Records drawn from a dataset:
——

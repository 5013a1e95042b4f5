//! AirGradient — ESP32-C3 firmware entry point
//!
//! Picks the board from the build features, builds the peripheral registry
//! once, starts the peripherals the firmware mode expects and keeps the
//! external watchdog fed. Sensor, display and network tasks borrow their
//! peripherals from the same registry.

#![no_std]
#![no_main]

use esp_backtrace as _;

esp_bootloader_esp_idf::esp_app_desc!();

use airgradient::board;
use airgradient::drivers::{HardwareWatchdog, Peripheral, PeripheralKind};
use airgradient::AirGradient;

use embassy_time::{Duration, Timer};
use esp_hal::gpio::{Level, Output, OutputConfig};
use esp_hal::interrupt::software::SoftwareInterruptControl;
use esp_hal::timer::timg::TimerGroup;
use static_cell::StaticCell;

/// TPL5010 needs a kick well inside its timeout
const WATCHDOG_KICK_SECS: u64 = 60;

/// Width of the DONE pulse on the watchdog reset pin
const WATCHDOG_PULSE_MS: u64 = 20;

static REGISTRY: StaticCell<AirGradient> = StaticCell::new();

#[embassy_executor::task]
async fn watchdog_task(watchdog: &'static mut HardwareWatchdog, mut done: Output<'static>) {
    if let Err(e) = watchdog.begin() {
        log::warn!("Watchdog disabled: {}", e);
        return;
    }
    loop {
        done.set_high();
        Timer::after(Duration::from_millis(WATCHDOG_PULSE_MS)).await;
        done.set_low();
        log::debug!("Watchdog kicked");
        Timer::after(Duration::from_secs(WATCHDOG_KICK_SECS)).await;
    }
}

#[esp_rtos::main]
async fn main(spawner: embassy_executor::Spawner) {
    esp_println::logger::init_logger_from_env();

    let peripherals = esp_hal::init(esp_hal::Config::default());

    // Start the RTOS — requires timer + software interrupt
    let timg0 = TimerGroup::new(peripherals.TIMG0);
    let sw_int = SoftwareInterruptControl::new(peripherals.SW_INTERRUPT);
    esp_rtos::start(timg0.timer0, sw_int.software_interrupt0);

    let Some(board_type) = board::SELECTED else {
        panic!("no board-* feature selected");
    };

    let ag = REGISTRY.init(AirGradient::new(board_type));
    log::info!("{}", ag.banner());
    log::info!("I2C SDA {} SCL {}", ag.i2c_sda_pin(), ag.i2c_scl_pin());

    // The watchdog is started by its own task; everything else the mode
    // expects is started here so collaborators find it ready.
    let mode = ag.firmware_mode();
    for &kind in mode.peripherals() {
        if kind == PeripheralKind::Watchdog {
            continue;
        }
        if let Err(e) = ag.peripheral_mut(kind).begin() {
            log::warn!("{}", e);
        }
    }

    let parts = ag.parts_mut();

    let cfg = OutputConfig::default();
    let done = match parts.watchdog.reset_pin() {
        Some(2) => Some(Output::new(peripherals.GPIO2, Level::Low, cfg)),
        Some(3) => Some(Output::new(peripherals.GPIO3, Level::Low, cfg)),
        Some(4) => Some(Output::new(peripherals.GPIO4, Level::Low, cfg)),
        Some(5) => Some(Output::new(peripherals.GPIO5, Level::Low, cfg)),
        Some(pin) => {
            log::warn!("Watchdog reset GPIO{} has no output mapping", pin);
            None
        }
        None => {
            log::info!("No external watchdog on {}", board_type.as_str());
            None
        }
    };
    if let Some(done) = done {
        spawner.spawn(watchdog_task(parts.watchdog, done)).unwrap();
    }

    log::info!(
        "Build target: {}",
        if cfg!(feature = "one-indoor") {
            "one-indoor (ESP32-C3)"
        } else if cfg!(feature = "open-air-outdoor") {
            "open-air-outdoor (ESP32-C3)"
        } else {
            "unknown"
        }
    );

    loop {
        Timer::after(Duration::from_secs(3600)).await;
    }
}
/// Board definitions for supported AirGradient hardware.
///
/// Every [`BoardType`] maps to exactly one [`BoardConfig`]. The mapping lives
/// in [`config`], an exhaustive `match`, so adding a board without a table
/// entry fails to compile. [`BoardTable`] carries the mapping by value for
/// callers that want to substitute an entry.
///
/// The board the firmware is built for is selected with a Cargo feature and
/// exposed as [`SELECTED`].
use serde::Serialize;

use crate::drivers::Error;
use crate::mode::FirmwareMode;

/// Physically distinct board SKUs.
#[derive(Debug, Clone, Copy, PartialEq, Eq, Hash, Serialize)]
#[serde(rename_all = "SCREAMING_SNAKE_CASE")]
pub enum BoardType {
    DiyBasic,
    DiyProIndoorV4_2,
    OneIndoor,
    OpenAirOutdoor,
    DiyProIndoorV3_3,
}

impl BoardType {
    pub const COUNT: usize = 5;

    /// Every board, in discriminant order.
    pub const ALL: [BoardType; Self::COUNT] = [
        BoardType::DiyBasic,
        BoardType::DiyProIndoorV4_2,
        BoardType::OneIndoor,
        BoardType::OpenAirOutdoor,
        BoardType::DiyProIndoorV3_3,
    ];

    pub const fn as_str(self) -> &'static str {
        config(self).name
    }

    const fn index(self) -> usize {
        self as usize
    }
}

/// Boards are persisted as their discriminant byte.
impl TryFrom<u8> for BoardType {
    type Error = Error;

    fn try_from(value: u8) -> Result<Self, Self::Error> {
        BoardType::ALL
            .get(value as usize)
            .copied()
            .ok_or(Error::UnknownBoard(value))
    }
}

/// I2C bus pin assignment.
#[derive(Debug, Clone, Copy, PartialEq, Eq, Serialize)]
pub struct I2cPins {
    pub sda: u8,
    pub scl: u8,
}

/// UART pin assignment, named from the MCU side.
#[derive(Debug, Clone, Copy, PartialEq, Eq, Serialize)]
pub struct Uart {
    pub tx: u8,
    pub rx: u8,
}

/// A GPIO plus the logic level that means "active".
#[derive(Debug, Clone, Copy, PartialEq, Eq, Serialize)]
pub struct ActivePin {
    pub pin: u8,
    pub active_high: bool,
}

/// Addressable RGB strip wiring.
#[derive(Debug, Clone, Copy, PartialEq, Eq, Serialize)]
pub struct LedStrip {
    pub pin: u8,
    pub count: u8,
}

/// OLED controllers fitted to the indoor boards.
#[derive(Debug, Clone, Copy, PartialEq, Eq, Serialize)]
pub enum DisplayKind {
    /// 0.66" 64x48 on the DIY Basic
    Ssd1306_64x48,
    /// 1.3" 128x64 on the Pro and ONE
    Sh1106_128x64,
}

impl DisplayKind {
    pub const fn size(self) -> (u16, u16) {
        match self {
            DisplayKind::Ssd1306_64x48 => (64, 48),
            DisplayKind::Sh1106_128x64 => (128, 64),
        }
    }
}

/// Hardware facts for one board. `None` means the board does not carry
/// that peripheral or bus.
#[derive(Debug, Clone, Copy, PartialEq, Eq, Serialize)]
pub struct BoardConfig {
    pub name: &'static str,
    pub firmware_mode: FirmwareMode,
    pub i2c: Option<I2cPins>,
    pub s8: Option<Uart>,
    /// Index 0 is the PM1 connector, index 1 the PM2 connector.
    pub pms: [Option<Uart>; 2],
    pub button: Option<ActivePin>,
    pub status_led: Option<ActivePin>,
    pub led_bar: Option<LedStrip>,
    pub watchdog_reset: Option<u8>,
    pub display: Option<DisplayKind>,
}

/// Resolve the hardware facts for `board`.
pub const fn config(board: BoardType) -> BoardConfig {
    match board {
        BoardType::DiyBasic => BoardConfig {
            name: "DIY_BASIC",
            firmware_mode: FirmwareMode::I40Ps,
            i2c: Some(I2cPins { sda: 4, scl: 5 }),
            s8: Some(Uart { tx: 2, rx: 0 }),
            pms: [Some(Uart { tx: 14, rx: 12 }), None],
            button: Some(ActivePin { pin: 0, active_high: false }),
            status_led: None,
            led_bar: None,
            watchdog_reset: None,
            display: Some(DisplayKind::Ssd1306_64x48),
        },
        BoardType::DiyProIndoorV4_2 => BoardConfig {
            name: "DIY_PRO_INDOOR_V4_2",
            firmware_mode: FirmwareMode::I42Ps,
            i2c: Some(I2cPins { sda: 4, scl: 5 }),
            s8: Some(Uart { tx: 2, rx: 0 }),
            pms: [Some(Uart { tx: 14, rx: 12 }), None],
            button: Some(ActivePin { pin: 15, active_high: true }),
            status_led: None,
            led_bar: None,
            watchdog_reset: None,
            display: Some(DisplayKind::Sh1106_128x64),
        },
        BoardType::OneIndoor => BoardConfig {
            name: "ONE_INDOOR",
            firmware_mode: FirmwareMode::I9Psl,
            i2c: Some(I2cPins { sda: 7, scl: 6 }),
            s8: Some(Uart { tx: 1, rx: 0 }),
            pms: [Some(Uart { tx: 21, rx: 20 }), None],
            button: Some(ActivePin { pin: 9, active_high: false }),
            status_led: None,
            led_bar: Some(LedStrip { pin: 10, count: 11 }),
            watchdog_reset: Some(2),
            display: Some(DisplayKind::Sh1106_128x64),
        },
        BoardType::OpenAirOutdoor => BoardConfig {
            name: "OPEN_AIR_OUTDOOR",
            firmware_mode: FirmwareMode::O1Pst,
            i2c: Some(I2cPins { sda: 7, scl: 6 }),
            s8: Some(Uart { tx: 1, rx: 0 }),
            pms: [Some(Uart { tx: 21, rx: 20 }), Some(Uart { tx: 1, rx: 0 })],
            button: Some(ActivePin { pin: 9, active_high: false }),
            status_led: Some(ActivePin { pin: 10, active_high: true }),
            led_bar: None,
            watchdog_reset: Some(2),
            display: None,
        },
        BoardType::DiyProIndoorV3_3 => BoardConfig {
            name: "DIY_PRO_INDOOR_V3_3",
            firmware_mode: FirmwareMode::I33Ps,
            i2c: Some(I2cPins { sda: 4, scl: 5 }),
            s8: Some(Uart { tx: 2, rx: 0 }),
            pms: [Some(Uart { tx: 14, rx: 12 }), None],
            button: Some(ActivePin { pin: 0, active_high: false }),
            status_led: None,
            led_bar: None,
            watchdog_reset: None,
            display: Some(DisplayKind::Sh1106_128x64),
        },
    }
}

/// Immutable board mapping, indexed by [`BoardType`].
#[derive(Debug, Clone, Copy, PartialEq, Eq)]
pub struct BoardTable {
    entries: [BoardConfig; BoardType::COUNT],
}

/// The table every production registry uses.
pub static STANDARD: BoardTable = BoardTable::standard();

impl BoardTable {
    pub const fn standard() -> Self {
        let mut entries = [config(BoardType::DiyBasic); BoardType::COUNT];
        let mut i = 0;
        while i < BoardType::COUNT {
            entries[i] = config(BoardType::ALL[i]);
            i += 1;
        }
        Self { entries }
    }

    /// A copy of this table with the entry for `board` replaced.
    pub const fn with(mut self, board: BoardType, cfg: BoardConfig) -> Self {
        self.entries[board.index()] = cfg;
        self
    }

    pub fn lookup(&self, board: BoardType) -> &BoardConfig {
        &self.entries[board.index()]
    }
}

impl Default for BoardTable {
    fn default() -> Self {
        Self::standard()
    }
}

const BOARD_FEATURES: usize = cfg!(feature = "board-diy-basic") as usize
    + cfg!(feature = "board-diy-pro-v4-2") as usize
    + cfg!(feature = "board-one-indoor") as usize
    + cfg!(feature = "board-open-air-outdoor") as usize
    + cfg!(feature = "board-diy-pro-v3-3") as usize;

const _: () = assert!(
    BOARD_FEATURES <= 1,
    "board-* features are mutually exclusive; enable at most one"
);

/// Board chosen by the `board-*` Cargo feature.
pub const SELECTED: Option<BoardType> = if cfg!(feature = "board-one-indoor") {
    Some(BoardType::OneIndoor)
} else if cfg!(feature = "board-open-air-outdoor") {
    Some(BoardType::OpenAirOutdoor)
} else if cfg!(feature = "board-diy-pro-v4-2") {
    Some(BoardType::DiyProIndoorV4_2)
} else if cfg!(feature = "board-diy-pro-v3-3") {
    Some(BoardType::DiyProIndoorV3_3)
} else if cfg!(feature = "board-diy-basic") {
    Some(BoardType::DiyBasic)
} else {
    None
};
//! AirGradient board support — board facts and the peripheral registry.
//!
//! Resolves everything that differs between AirGradient boards (I2C pins,
//! which sensors are fitted, default firmware mode, board name) and owns one
//! driver for every peripheral the firmware might use. Higher-level
//! subsystems (display manager, network clients, state machine) receive
//! borrows from the registry at startup.
//!
//! The crate is `no_std` without an allocator and builds on the host for
//! `cargo test`. The ESP32-C3 firmware in `main.rs` is a thin consumer that
//! picks the board and hands the registry to its tasks.
//!
//! Modules:
//! - `board`: board identifiers and the hardware table
//! - `mode`: firmware modes and runtime configuration tags
//! - `drivers`: peripheral drivers and their lifecycle
//! - `registry`: the [`AirGradient`] composition root
//! - `util`: numeric helpers

#![cfg_attr(not(test), no_std)]

pub mod board;
pub mod drivers;
pub mod mode;
pub mod registry;
pub mod util;

pub use board::BoardType;
pub use registry::{AirGradient, VERSION};
pub use util::round2;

——

Which lines should be output? Exactly those from the first line of the data through the line containing "else the mode", inclusive.

repository 5013a1e95042b4f5
//! AirGradient — ESP32-C3 firmware entry point
//!
//! Picks the board from the build features, builds the peripheral registry
//! once, starts the peripherals the firmware mode expects and keeps the
//! external watchdog fed. Sensor, display and network tasks borrow their
//! peripherals from the same registry.

#![no_std]
#![no_main]

use esp_backtrace as _;

esp_bootloader_esp_idf::esp_app_desc!();

use airgradient::board;
use airgradient::drivers::{HardwareWatchdog, Peripheral, PeripheralKind};
use airgradient::AirGradient;

use embassy_time::{Duration, Timer};
use esp_hal::gpio::{Level, Output, OutputConfig};
use esp_hal::interrupt::software::SoftwareInterruptControl;
use esp_hal::timer::timg::TimerGroup;
use static_cell::StaticCell;

/// TPL5010 needs a kick well inside its timeout
const WATCHDOG_KICK_SECS: u64 = 60;

/// Width of the DONE pulse on the watchdog reset pin
const WATCHDOG_PULSE_MS: u64 = 20;

static REGISTRY: StaticCell<AirGradient> = StaticCell::new();

#[embassy_executor::task]
async fn watchdog_task(watchdog: &'static mut HardwareWatchdog, mut done: Output<'static>) {
    if let Err(e) = watchdog.begin() {
        log::warn!("Watchdog disabled: {}", e);
        return;
    }
    loop {
        done.set_high();
        Timer::after(Duration::from_millis(WATCHDOG_PULSE_MS)).await;
        done.set_low();
        log::debug!("Watchdog kicked");
        Timer::after(Duration::from_secs(WATCHDOG_KICK_SECS)).await;
    }
}

#[esp_rtos::main]
async fn main(spawner: embassy_executor::Spawner) {
    esp_println::logger::init_logger_from_env();

    let peripherals = esp_hal::init(esp_hal::Config::default());

    // Start the RTOS — requires timer + software interrupt
    let timg0 = TimerGroup::new(peripherals.TIMG0);
    let sw_int = SoftwareInterruptControl::new(peripherals.SW_INTERRUPT);
    esp_rtos::start(timg0.timer0, sw_int.software_interrupt0);

    let Some(board_type) = board::SELECTED else {
        panic!("no board-* feature selected");
    };

    let ag = REGISTRY.init(AirGradient::new(board_type));
    log::info!("{}", ag.banner());
    log::info!("I2C SDA {} SCL {}", ag.i2c_sda_pin(), ag.i2c_scl_pin());

    // The watchdog is started by its own task; everything else the mode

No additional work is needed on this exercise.